Alle vzw’s krijgen met deze belasting te maken. Maar dit wil niet zeggen dat zij deze belasting ook effectief zijn verschuldigd. In het verleden bestond al de regel dat de belasting niet geldt als de waarde van de bezittingen van de vzw niet hoger is dan 25.000 euro.

Die regel blijft ook na 1 juli 2003 behouden. Maar tegelijk wordt een belangrijke wijziging aangebracht. In de oude regeling werd alleen rekening gehouden met de bezittingen van de vzw in België. In de praktijk liet dit een eenvoudige vorm van belastingontwijking toe. Voor een vzw die de grens van 25.000 euro overschreed, volstond het een deel van haar bezittingen naar het buitenland over te brengen om aan de belasting te ontsnappen.

Deze vorm van belastingontwijking wordt nu onmogelijk. In de nieuwe regeling wordt rekening gehouden met de bezittingen worldwide. Dus zowel in België als in het buitenland. Zodra die de grens van 25.000 euro overschrijden, is de belasting in principe verschuldigd. Maar tegelijk heeft de wetgever in een aantal uitzonderingen voorzien. Zo wordt (onder meer) geen rekening gehouden met de in het buitenland gelegen onroerende goederen.

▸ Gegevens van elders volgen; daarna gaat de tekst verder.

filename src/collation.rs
//! British-English string ordering for package and source lists.
//!
//! en-GB has no tailoring of its own in CLDR, so this is the CLDR root
//! collation with punctuation treated as significant (non-ignorable).

use std::cmp::Ordering;

use feruca::{Collator, Locale, Tailoring};

pub struct BritishCollator {
    inner: Collator,
}

impl BritishCollator {
    pub fn new() -> Self {
        Self {
            inner: Collator::new(Tailoring::Cldr(Locale::Root), false, false),
        }
    }

    pub fn compare(&mut self, a: &str, b: &str) -> Ordering {
        self.inner.collate(a, b)
    }

    /// Stable sort of `items` by the collated value of `key`, falling back to
    /// `Ord` on the whole item when two keys collate equal.
    pub fn sort_by_key<T: Ord>(&mut self, items: &mut [T], key: impl Fn(&T) -> &str) {
        items.sort_by(|a, b| self.compare(key(a), key(b)).then_with(|| a.cmp(b)));
    }

    pub fn sort_strings(&mut self, items: &mut [String]) {
        self.sort_by_key(items, |s| s.as_str());
    }
}

impl Default for BritishCollator {
    fn default() -> Self {
        Self::new()
    }
}
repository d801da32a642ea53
pub mod label;
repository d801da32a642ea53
//! The metadata document written into the image label.
//!
//! Providers receive the document built so far and return an extended copy;
//! see [`Metadata::extends`] for what "extended" means.

use serde::{Deserialize, Serialize};
use sha2::{Digest, Sha256};

/// Placeholder for any OS identity field that could not be discovered.
pub const UNKNOWN: &str = "unknown";

/// Tag for every dependency entry currently produced.
pub const PACKAGE_DEPENDENCY: &str = "package";

#[derive(Debug, Clone, PartialEq, Eq, Serialize, Deserialize)]
pub struct Metadata {
    pub base: BaseMetadata,
    pub dependencies: Vec<Dependency>,
    #[serde(default)]
    pub provenance: Vec<Provenance>,
}

impl Metadata {
    /// An empty document: unknown base, no dependencies.
    pub fn new() -> Self {
        Self {
            base: BaseMetadata::default(),
            dependencies: Vec::new(),
            provenance: Vec::new(),
        }
    }

    /// Copy of this document with `dependency` appended.
    pub fn with_dependency(&self, dependency: Dependency) -> Self {
        let mut next = self.clone();
        next.dependencies.push(dependency);
        next
    }

    /// Whether `self` only adds to `earlier`: earlier dependencies and
    /// provenance entries are kept as a prefix, and base fields only change
    /// away from `"unknown"`.
    pub fn extends(&self, earlier: &Metadata) -> bool {
        self.dependencies.starts_with(&earlier.dependencies)
            && self.provenance.starts_with(&earlier.provenance)
            && earlier
                .base
                .entries()
                .iter()
                .zip(self.base.entries())
                .all(|((_, before), (_, after))| *before == UNKNOWN || before == &after)
    }
}

impl Default for Metadata {
    fn default() -> Self {
        Self::new()
    }
}

/// OS identity of the image, as found in `os-release`.
///
/// Every field is always present; undiscovered values are `"unknown"`.
#[derive(Debug, Clone, PartialEq, Eq, Serialize, Deserialize)]
pub struct BaseMetadata {
    #[serde(default = "unknown")]
    pub name: String,
    #[serde(default = "unknown")]
    pub version: String,
    #[serde(default = "unknown")]
    pub version_id: String,
    #[serde(default = "unknown")]
    pub id_like: String,
    #[serde(default = "unknown")]
    pub version_codename: String,
    #[serde(default = "unknown")]
    pub pretty_name: String,
}

fn unknown() -> String {
    UNKNOWN.to_string()
}

impl Default for BaseMetadata {
    fn default() -> Self {
        Self {
            name: unknown(),
            version: unknown(),
            version_id: unknown(),
            id_like: unknown(),
            version_codename: unknown(),
            pretty_name: unknown(),
        }
    }
}

impl BaseMetadata {
    /// Keys in document order, paired with their values.
    pub fn entries(&self) -> [(&'static str, &str); 6] {
        [
            ("name", self.name.as_str()),
            ("version", self.version.as_str()),
            ("version_id", self.version_id.as_str()),
            ("id_like", self.id_like.as_str()),
            ("version_codename", self.version_codename.as_str()),
            ("pretty_name", self.pretty_name.as_str()),
        ]
    }

    /// Set a field by its document key. Returns false for unrecognized keys.
    pub fn set(&mut self, key: &str, value: String) -> bool {
        let slot = match key {
            "name" => &mut self.name,
            "version" => &mut self.version,
            "version_id" => &mut self.version_id,
            "id_like" => &mut self.id_like,
            "version_codename" => &mut self.version_codename,
            "pretty_name" => &mut self.pretty_name,
            _ => return false,
        };
        *slot = value;
        true
    }

    pub fn is_unknown(&self) -> bool {
        self.entries().iter().all(|(_, v)| *v == UNKNOWN)
    }
}

#[derive(Debug, Clone, PartialEq, Eq, Serialize, Deserialize)]
pub struct Dependency {
    #[serde(rename = "type")]
    pub kind: String,
    pub source: Source,
}

impl Dependency {
    pub fn package(source: Source) -> Self {
        Self {
            kind: PACKAGE_DEPENDENCY.to_string(),
            source,
        }
    }
}

/// Where a dependency comes from; the `type` field selects the payload shape.
#[derive(Debug, Clone, PartialEq, Eq, Serialize, Deserialize)]
#[serde(tag = "type", rename_all = "lowercase")]
pub enum Source {
    Deb {
        version: DebianVersion,
        metadata: DebianPackageListMetadata,
    },
    Git {
        version: GitVersion,
        metadata: GitSourceMetadata,
    },
}

impl Source {
    pub fn type_name(&self) -> &'static str {
        match self {
            Source::Deb { .. } => "deb",
            Source::Git { .. } => "git",
        }
    }
}

#[derive(Debug, Clone, PartialEq, Eq, Serialize, Deserialize)]
pub struct DebianVersion {
    /// Hex SHA-256 of the canonical JSON of the package list metadata.
    pub sha256: String,
}

#[derive(Debug, Clone, PartialEq, Eq, Serialize, Deserialize)]
pub struct DebianPackageListMetadata {
    pub packages: Vec<DebianPackage>,
    pub apt_sources: Vec<String>,
}

impl DebianPackageListMetadata {
    /// Content digest used as this payload's version.
    pub fn digest(&self) -> Result<String, serde_json::Error> {
        sha256_hex(self)
    }
}

/// One installed package from the dpkg database.
#[derive(Debug, Clone, PartialEq, Eq, PartialOrd, Ord, Serialize, Deserialize)]
pub struct DebianPackage {
    pub package: String,
    pub version: String,
    #[serde(default, skip_serializing_if = "Option::is_none")]
    pub architecture: Option<String>,
    pub source: PackageSource,
}

/// The source package a binary package was built from.
#[derive(Debug, Clone, PartialEq, Eq, PartialOrd, Ord, Serialize, Deserialize)]
pub struct PackageSource {
    pub package: String,
    pub version: String,
    pub upstream_version: String,
}

#[derive(Debug, Clone, PartialEq, Eq, Serialize, Deserialize)]
pub struct GitVersion {
    pub commit: String,
}

#[derive(Debug, Clone, PartialEq, Eq, Serialize, Deserialize)]
pub struct GitSourceMetadata {
    pub url: String,
    pub refs: Vec<String>,
}

/// The tool that produced the document.
#[derive(Debug, Clone, PartialEq, Eq, Serialize, Deserialize)]
pub struct Provenance {
    pub name: String,
    pub version: String,
    pub url: String,
}

impl Provenance {
    pub fn deplab() -> Self {
        Self {
            name: env!("CARGO_PKG_NAME").to_string(),
            version: env!("CARGO_PKG_VERSION").to_string(),
            url: env!("CARGO_PKG_REPOSITORY").to_string(),
        }
    }
}

/// Compact JSON with object keys sorted, so equal values always serialize
/// to equal bytes.
pub fn canonical_json<T: Serialize>(value: &T) -> Result<Vec<u8>, serde_json::Error> {
    // `serde_json::Value` objects are BTreeMap-backed, which sorts keys.
    let value = serde_json::to_value(value)?;
    serde_json::to_vec(&value)
}

pub fn sha256_hex<T: Serialize>(value: &T) -> Result<String, serde_json::Error> {
    let bytes = canonical_json(value)?;
    Ok(format!("{:x}", Sha256::digest(&bytes)))
}

#[cfg(test)]
mod tests {
    use super::*;

    fn package(name: &str, version: &str) -> DebianPackage {
        DebianPackage {
            package: name.to_string(),
            version: version.to_string(),
            architecture: Some("amd64".to_string()),
            source: PackageSource {
                package: name.to_string(),
                version: version.to_string(),
                upstream_version: version.to_string(),
            },
        }
    }

    fn deb_metadata() -> DebianPackageListMetadata {
        DebianPackageListMetadata {
            packages: vec![package("apt", "1.6.11"), package("bash", "4.4.18")],
            apt_sources: vec!["deb http://archive.ubuntu.com/ubuntu/ bionic main".to_string()],
        }
    }

    #[test]
    fn test_new_metadata_has_every_base_key_unknown() {
        let md = Metadata::new();
        let json = serde_json::to_value(&md).unwrap();
        let base = json["base"].as_object().unwrap();

        let mut keys: Vec<&str> = base.keys().map(String::as_str).collect();
        keys.sort();
        assert_eq!(
            keys,
            vec!["id_like", "name", "pretty_name", "version", "version_codename", "version_id"]
        );
        assert!(base.values().all(|v| v == UNKNOWN));
        assert_eq!(json["dependencies"], serde_json::json!([]));
    }

    #[test]
    fn test_missing_base_keys_deserialize_as_unknown() {
        let md: Metadata =
            serde_json::from_str(r#"{"base":{"name":"Alpine Linux"},"dependencies":[]}"#).unwrap();
        assert_eq!(md.base.name, "Alpine Linux");
        assert_eq!(md.base.version_codename, UNKNOWN);
        assert!(md.provenance.is_empty());
    }

    #[test]
    fn test_source_serializes_with_type_tag() {
        let dep = Dependency::package(Source::Git {
            version: GitVersion {
                commit: "abc123".to_string(),
            },
            metadata: GitSourceMetadata {
                url: "https://example.com/r.git".to_string(),
                refs: vec![],
            },
        });

        assert_eq!(
            serde_json::to_value(&dep).unwrap(),
            serde_json::json!({
                "type": "package",
                "source": {
                    "type": "git",
                    "version": {"commit": "abc123"},
                    "metadata": {"url": "https://example.com/r.git", "refs": []}
                }
            })
        );

        let back: Dependency = serde_json::from_value(serde_json::to_value(&dep).unwrap()).unwrap();
        assert_eq!(back, dep);
        assert_eq!(back.source.type_name(), "git");
    }

    #[test]
    fn test_canonical_json_sorts_keys_and_has_no_whitespace() {
        let bytes = canonical_json(&package("apt", "1.6.11")).unwrap();
        let text = String::from_utf8(bytes).unwrap();
        assert_eq!(
            text,
            r#"{"architecture":"amd64","package":"apt","source":{"package":"apt","upstream_version":"1.6.11","version":"1.6.11"},"version":"1.6.11"}"#
        );
    }

    #[test]
    fn test_digest_is_stable_and_content_sensitive() {
        let md = deb_metadata();
        let digest = md.digest().unwrap();
        assert_eq!(digest.len(), 64);
        assert!(digest.chars().all(|c| c.is_ascii_hexdigit() && !c.is_ascii_uppercase()));
        assert_eq!(md.clone().digest().unwrap(), digest);

        let mut changed = md.clone();
        changed.packages[1].version = "4.4.19".to_string();
        assert_ne!(changed.digest().unwrap(), digest);

        let mut changed = md;
        changed.apt_sources[0].push(' ');
        assert_ne!(changed.digest().unwrap(), digest);
    }

    #[test]
    fn test_extends_accepts_appends_and_base_discovery() {
        let earlier = Metadata::new();
        let mut later = earlier.with_dependency(Dependency::package(Source::Deb {
            version: DebianVersion {
                sha256: "0".repeat(64),
            },
            metadata: deb_metadata(),
        }));
        later.base.name = "Ubuntu".to_string();

        assert!(later.extends(&earlier));
        assert!(!earlier.extends(&later));
    }

    #[test]
    fn test_extends_rejects_overwriting_discovered_base() {
        let mut earlier = Metadata::new();
        earlier.base.name = "Ubuntu".to_string();
        let mut later = earlier.clone();
        later.base.name = "Debian".to_string();

        assert!(!later.extends(&earlier));
    }

    #[test]
    fn test_base_set_rejects_unknown_keys() {
        let mut base = BaseMetadata::default();
        assert!(base.set("version_id", "18.04".to_string()));
        assert!(!base.set("home_url", "https://ubuntu.com".to_string()));
        assert_eq!(base.version_id, "18.04");
        assert!(!base.is_unknown());
        assert!(BaseMetadata::default().is_unknown());
    }
}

Een vzw met een omvangrijk onroerend bezit in het buitenland kan dus nog altijd aan de belasting ontsnappen. Voorheen was dat zo omdat alleen rekening werd gehouden met de Belgische bezittingen; en in de nieuwe regeling is dat zo omdat onroerende goederen die in het buitensland liggen niet meetellen.

Passief. Een andere opmerkelijke wijziging betreft het passief. Voor de toepassing van de taks tot vergoeding van het successierecht mocht totnogtoe op geen enkele wijze rekening worden gehouden met schulden die de vzw in voorkomend geval zou hebben. Zodra het actief van de vzw de grens van 25.000 euro overschrijdt, was de belasting verschuldigd, ook als de vzw daarnaast torenhoge schulden had.

Die regel blijft behouden. Maar tegelijk worden enkele correcties aangebracht. De meest opvallende betreft de situatie waarin de vzw een hypothecaire lening heeft aangegaan. De nog openstaande termijnen van deze lening mogen voortaan (onder bepaalde voorwaarden) wel als passief worden afgetrokken van de belastbare grondslag.

Neem bijvoorbeeld een vzw die een gebouw koopt van 1 miljoen euro en daarvoor een hypothecaire lening aangaat. Totnogtoe moest dan de waarde van dit onroerend goed aan de belastbare grondslag worden toegevoegd, zonder vermindering. Sinds begin juli mag het nog openstaande bedrag van de hypothecaire lening als passief worden afgetrokken. Het verschil is niet spectaculair (de belasting bedraagt slechts 0,17 %). Maar het scheelt toch een slok op de borrel. Vzw’s hebben meestal geen euro te veel. Bovendien gaat het om een jaarlijkse belasting. Gemeten over de looptijd van een hypothecaire lening tikt het bedrag flink aan.

Onroerende goederen die in het buitenland liggen, tellen niet mee voor de belasting.